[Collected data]
################

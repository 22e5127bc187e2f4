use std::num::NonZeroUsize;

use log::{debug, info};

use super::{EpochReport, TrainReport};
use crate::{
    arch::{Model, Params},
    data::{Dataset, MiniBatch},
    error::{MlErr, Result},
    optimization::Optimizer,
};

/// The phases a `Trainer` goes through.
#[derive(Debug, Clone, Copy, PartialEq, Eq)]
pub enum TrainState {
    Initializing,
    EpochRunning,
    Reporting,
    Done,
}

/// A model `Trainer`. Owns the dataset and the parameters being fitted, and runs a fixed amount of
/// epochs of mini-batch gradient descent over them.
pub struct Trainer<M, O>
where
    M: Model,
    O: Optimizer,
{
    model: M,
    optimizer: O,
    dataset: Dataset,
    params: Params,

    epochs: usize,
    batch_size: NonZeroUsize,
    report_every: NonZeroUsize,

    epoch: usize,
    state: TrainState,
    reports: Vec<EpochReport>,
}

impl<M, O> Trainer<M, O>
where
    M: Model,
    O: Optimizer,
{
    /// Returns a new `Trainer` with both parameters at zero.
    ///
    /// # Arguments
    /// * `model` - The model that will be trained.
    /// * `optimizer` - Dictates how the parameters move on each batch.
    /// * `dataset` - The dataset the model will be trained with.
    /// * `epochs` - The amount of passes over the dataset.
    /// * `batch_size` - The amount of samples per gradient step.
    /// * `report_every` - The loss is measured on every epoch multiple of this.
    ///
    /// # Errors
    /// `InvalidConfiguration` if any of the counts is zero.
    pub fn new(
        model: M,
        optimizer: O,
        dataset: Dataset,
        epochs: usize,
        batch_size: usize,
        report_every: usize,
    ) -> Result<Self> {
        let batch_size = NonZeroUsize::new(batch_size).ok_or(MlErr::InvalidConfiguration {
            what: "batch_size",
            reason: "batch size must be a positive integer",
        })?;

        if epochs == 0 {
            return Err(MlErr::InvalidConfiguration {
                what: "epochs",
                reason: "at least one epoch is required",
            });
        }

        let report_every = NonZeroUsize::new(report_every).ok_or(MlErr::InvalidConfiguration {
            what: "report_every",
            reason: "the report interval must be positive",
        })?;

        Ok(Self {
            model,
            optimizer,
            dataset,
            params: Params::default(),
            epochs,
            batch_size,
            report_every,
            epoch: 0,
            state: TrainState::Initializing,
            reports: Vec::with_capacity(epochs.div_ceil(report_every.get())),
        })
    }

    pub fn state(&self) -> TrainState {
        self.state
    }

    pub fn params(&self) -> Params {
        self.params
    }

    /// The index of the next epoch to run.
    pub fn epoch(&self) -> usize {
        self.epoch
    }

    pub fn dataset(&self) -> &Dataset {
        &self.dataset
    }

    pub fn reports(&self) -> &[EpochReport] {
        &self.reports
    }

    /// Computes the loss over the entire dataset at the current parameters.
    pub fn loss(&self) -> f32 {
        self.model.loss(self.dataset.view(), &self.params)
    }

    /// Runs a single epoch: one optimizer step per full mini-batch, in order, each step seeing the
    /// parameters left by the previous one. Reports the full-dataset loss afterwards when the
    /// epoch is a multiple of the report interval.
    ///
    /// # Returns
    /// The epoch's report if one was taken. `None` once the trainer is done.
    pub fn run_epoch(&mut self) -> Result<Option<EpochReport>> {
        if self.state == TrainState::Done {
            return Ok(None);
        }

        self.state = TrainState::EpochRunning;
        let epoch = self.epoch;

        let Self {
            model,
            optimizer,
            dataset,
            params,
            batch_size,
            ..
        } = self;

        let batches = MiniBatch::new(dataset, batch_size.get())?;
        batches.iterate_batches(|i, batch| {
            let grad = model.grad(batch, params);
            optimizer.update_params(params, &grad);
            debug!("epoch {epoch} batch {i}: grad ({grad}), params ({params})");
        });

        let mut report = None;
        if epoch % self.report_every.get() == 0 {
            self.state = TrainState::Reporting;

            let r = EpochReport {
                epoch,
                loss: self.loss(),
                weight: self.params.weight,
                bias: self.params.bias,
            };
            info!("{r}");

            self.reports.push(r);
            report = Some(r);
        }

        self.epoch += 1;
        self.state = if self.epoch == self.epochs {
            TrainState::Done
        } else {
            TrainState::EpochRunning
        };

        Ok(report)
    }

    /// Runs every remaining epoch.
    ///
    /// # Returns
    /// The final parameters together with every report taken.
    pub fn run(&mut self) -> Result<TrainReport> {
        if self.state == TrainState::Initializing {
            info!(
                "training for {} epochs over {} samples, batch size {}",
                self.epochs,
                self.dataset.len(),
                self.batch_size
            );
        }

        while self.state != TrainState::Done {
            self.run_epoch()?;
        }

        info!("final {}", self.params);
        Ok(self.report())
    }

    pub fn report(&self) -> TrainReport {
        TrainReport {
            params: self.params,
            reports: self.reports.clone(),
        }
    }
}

################

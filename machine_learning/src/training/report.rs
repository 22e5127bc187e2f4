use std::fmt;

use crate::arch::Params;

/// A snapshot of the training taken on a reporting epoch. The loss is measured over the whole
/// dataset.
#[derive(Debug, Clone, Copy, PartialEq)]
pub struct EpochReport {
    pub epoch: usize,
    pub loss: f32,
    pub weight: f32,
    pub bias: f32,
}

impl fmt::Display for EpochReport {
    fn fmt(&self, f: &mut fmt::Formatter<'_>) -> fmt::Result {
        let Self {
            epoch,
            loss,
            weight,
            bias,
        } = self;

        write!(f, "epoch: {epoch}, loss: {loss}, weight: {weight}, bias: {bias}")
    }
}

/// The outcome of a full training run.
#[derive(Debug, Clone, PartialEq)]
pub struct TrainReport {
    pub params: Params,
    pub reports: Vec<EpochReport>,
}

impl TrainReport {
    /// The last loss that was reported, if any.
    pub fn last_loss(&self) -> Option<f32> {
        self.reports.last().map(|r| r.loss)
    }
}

################

Task goal: State in a single number how many lines in the data include the word "weight".

Output for this exercise: 4